Only one portion of the data is to be written out: from the line bearing "filename devchat-proto/src/command.rs" through the line bearing "pub enum LocalCommand". Write it exactly as it appears.

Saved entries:
++++++++

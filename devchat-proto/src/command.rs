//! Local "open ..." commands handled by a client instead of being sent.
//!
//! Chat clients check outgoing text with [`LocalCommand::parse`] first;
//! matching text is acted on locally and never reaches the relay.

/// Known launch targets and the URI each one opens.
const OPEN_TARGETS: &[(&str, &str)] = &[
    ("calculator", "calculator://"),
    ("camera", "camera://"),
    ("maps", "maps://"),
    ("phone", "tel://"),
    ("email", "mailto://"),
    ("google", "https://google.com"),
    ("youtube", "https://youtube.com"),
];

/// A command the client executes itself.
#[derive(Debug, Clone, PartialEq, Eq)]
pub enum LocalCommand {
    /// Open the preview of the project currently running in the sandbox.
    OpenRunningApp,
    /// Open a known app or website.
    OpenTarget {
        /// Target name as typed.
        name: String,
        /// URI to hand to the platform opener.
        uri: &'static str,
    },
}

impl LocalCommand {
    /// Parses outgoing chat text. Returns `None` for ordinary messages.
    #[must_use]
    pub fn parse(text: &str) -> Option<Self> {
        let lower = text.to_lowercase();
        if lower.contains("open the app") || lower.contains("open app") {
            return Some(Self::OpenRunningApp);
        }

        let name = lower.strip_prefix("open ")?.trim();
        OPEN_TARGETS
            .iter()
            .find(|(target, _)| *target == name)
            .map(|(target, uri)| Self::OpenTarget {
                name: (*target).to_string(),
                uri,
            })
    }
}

++++++++

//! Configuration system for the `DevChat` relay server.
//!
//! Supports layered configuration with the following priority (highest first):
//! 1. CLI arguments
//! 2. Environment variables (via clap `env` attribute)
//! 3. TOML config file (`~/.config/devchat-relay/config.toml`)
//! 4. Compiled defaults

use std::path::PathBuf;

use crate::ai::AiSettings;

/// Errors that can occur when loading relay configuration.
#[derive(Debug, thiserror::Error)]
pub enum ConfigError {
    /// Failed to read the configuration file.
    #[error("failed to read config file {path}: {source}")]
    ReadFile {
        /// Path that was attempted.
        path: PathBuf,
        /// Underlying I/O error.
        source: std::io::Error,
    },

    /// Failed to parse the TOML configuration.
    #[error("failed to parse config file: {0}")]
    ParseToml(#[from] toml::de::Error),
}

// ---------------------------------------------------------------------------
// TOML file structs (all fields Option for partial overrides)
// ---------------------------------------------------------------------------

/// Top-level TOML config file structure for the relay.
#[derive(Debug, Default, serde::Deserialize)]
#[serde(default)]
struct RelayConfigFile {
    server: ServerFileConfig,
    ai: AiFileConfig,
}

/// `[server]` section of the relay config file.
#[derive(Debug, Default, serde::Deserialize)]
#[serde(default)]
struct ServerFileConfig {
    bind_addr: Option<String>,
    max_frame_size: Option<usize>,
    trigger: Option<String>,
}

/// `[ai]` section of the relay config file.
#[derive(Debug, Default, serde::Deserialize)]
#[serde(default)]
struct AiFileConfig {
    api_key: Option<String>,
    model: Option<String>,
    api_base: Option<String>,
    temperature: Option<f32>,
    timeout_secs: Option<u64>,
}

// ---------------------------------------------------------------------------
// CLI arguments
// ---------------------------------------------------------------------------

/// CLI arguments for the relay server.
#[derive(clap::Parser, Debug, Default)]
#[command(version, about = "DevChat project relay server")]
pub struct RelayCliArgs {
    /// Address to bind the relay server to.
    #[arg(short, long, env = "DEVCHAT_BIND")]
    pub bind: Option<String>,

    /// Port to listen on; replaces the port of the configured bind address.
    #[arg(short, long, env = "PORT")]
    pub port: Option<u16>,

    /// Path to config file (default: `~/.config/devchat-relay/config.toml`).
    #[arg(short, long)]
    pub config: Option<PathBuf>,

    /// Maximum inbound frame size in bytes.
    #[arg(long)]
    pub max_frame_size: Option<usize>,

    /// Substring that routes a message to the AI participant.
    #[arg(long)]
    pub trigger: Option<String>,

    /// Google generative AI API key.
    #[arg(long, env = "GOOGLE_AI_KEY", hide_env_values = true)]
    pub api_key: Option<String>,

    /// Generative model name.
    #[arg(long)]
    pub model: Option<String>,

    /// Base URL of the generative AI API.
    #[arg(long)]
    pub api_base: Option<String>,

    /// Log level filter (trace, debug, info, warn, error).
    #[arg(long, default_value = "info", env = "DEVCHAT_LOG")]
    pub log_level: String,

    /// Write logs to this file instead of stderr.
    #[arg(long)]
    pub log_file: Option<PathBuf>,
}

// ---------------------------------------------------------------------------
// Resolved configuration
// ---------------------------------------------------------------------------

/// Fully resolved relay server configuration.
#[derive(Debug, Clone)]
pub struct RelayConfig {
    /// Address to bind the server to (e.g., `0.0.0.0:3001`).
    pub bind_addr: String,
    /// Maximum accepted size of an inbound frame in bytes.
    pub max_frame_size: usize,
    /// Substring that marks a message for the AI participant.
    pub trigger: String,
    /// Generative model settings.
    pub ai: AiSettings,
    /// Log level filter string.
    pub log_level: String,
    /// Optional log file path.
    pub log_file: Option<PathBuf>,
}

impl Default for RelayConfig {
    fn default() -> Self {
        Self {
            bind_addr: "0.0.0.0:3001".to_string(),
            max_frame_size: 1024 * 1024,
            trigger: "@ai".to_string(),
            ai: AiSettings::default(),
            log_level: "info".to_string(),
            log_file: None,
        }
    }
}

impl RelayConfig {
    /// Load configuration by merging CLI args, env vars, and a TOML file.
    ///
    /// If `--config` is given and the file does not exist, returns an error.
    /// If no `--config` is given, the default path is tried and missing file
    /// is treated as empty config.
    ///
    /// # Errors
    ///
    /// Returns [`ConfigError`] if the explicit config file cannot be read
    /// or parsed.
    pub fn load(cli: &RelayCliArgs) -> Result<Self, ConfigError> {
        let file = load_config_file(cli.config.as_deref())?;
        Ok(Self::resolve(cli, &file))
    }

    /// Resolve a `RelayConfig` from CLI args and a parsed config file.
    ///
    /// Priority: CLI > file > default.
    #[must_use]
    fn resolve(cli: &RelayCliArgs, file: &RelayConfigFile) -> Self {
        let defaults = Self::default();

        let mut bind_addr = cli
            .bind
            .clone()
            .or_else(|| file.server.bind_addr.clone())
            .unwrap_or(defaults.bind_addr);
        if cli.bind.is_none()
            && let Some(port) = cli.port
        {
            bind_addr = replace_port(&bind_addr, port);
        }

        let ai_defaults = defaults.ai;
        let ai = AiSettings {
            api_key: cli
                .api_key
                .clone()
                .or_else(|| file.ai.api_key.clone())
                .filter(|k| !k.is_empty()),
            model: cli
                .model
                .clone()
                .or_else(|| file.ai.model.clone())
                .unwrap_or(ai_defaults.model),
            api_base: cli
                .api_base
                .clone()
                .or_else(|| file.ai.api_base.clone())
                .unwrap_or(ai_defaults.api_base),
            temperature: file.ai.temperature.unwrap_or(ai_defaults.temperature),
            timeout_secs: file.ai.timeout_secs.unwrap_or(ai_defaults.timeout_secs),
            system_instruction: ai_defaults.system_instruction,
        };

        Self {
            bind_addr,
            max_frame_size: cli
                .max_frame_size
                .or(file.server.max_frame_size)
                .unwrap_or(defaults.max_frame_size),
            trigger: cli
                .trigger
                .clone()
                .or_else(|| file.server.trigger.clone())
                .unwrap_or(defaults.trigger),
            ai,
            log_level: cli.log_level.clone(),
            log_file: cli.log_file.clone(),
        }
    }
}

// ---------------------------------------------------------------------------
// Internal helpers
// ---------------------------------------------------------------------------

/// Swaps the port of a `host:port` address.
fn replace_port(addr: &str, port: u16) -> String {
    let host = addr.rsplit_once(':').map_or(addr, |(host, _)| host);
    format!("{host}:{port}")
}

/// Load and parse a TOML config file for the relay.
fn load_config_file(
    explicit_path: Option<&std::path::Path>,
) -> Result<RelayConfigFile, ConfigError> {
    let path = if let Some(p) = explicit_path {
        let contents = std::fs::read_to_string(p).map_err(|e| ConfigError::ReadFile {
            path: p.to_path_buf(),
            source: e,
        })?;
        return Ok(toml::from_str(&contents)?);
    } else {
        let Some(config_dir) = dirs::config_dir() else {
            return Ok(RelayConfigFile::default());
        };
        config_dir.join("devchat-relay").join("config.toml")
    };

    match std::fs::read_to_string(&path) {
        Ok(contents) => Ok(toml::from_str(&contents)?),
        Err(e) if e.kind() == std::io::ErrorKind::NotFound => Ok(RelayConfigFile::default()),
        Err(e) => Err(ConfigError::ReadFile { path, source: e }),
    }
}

++++++++

TASK RESPONSE:
filename devchat-proto/src/command.rs
//! Local "open ..." commands handled by a client instead of being sent.
//!
//! Chat clients check outgoing text with [`LocalCommand::parse`] first;
//! matching text is acted on locally and never reaches the relay.

/// Known launch targets and the URI each one opens.
const OPEN_TARGETS: &[(&str, &str)] = &[
    ("calculator", "calculator://"),
    ("camera", "camera://"),
    ("maps", "maps://"),
    ("phone", "tel://"),
    ("email", "mailto://"),
    ("google", "https://google.com"),
    ("youtube", "https://youtube.com"),
];

/// A command the client executes itself.
#[derive(Debug, Clone, PartialEq, Eq)]
pub enum LocalCommand {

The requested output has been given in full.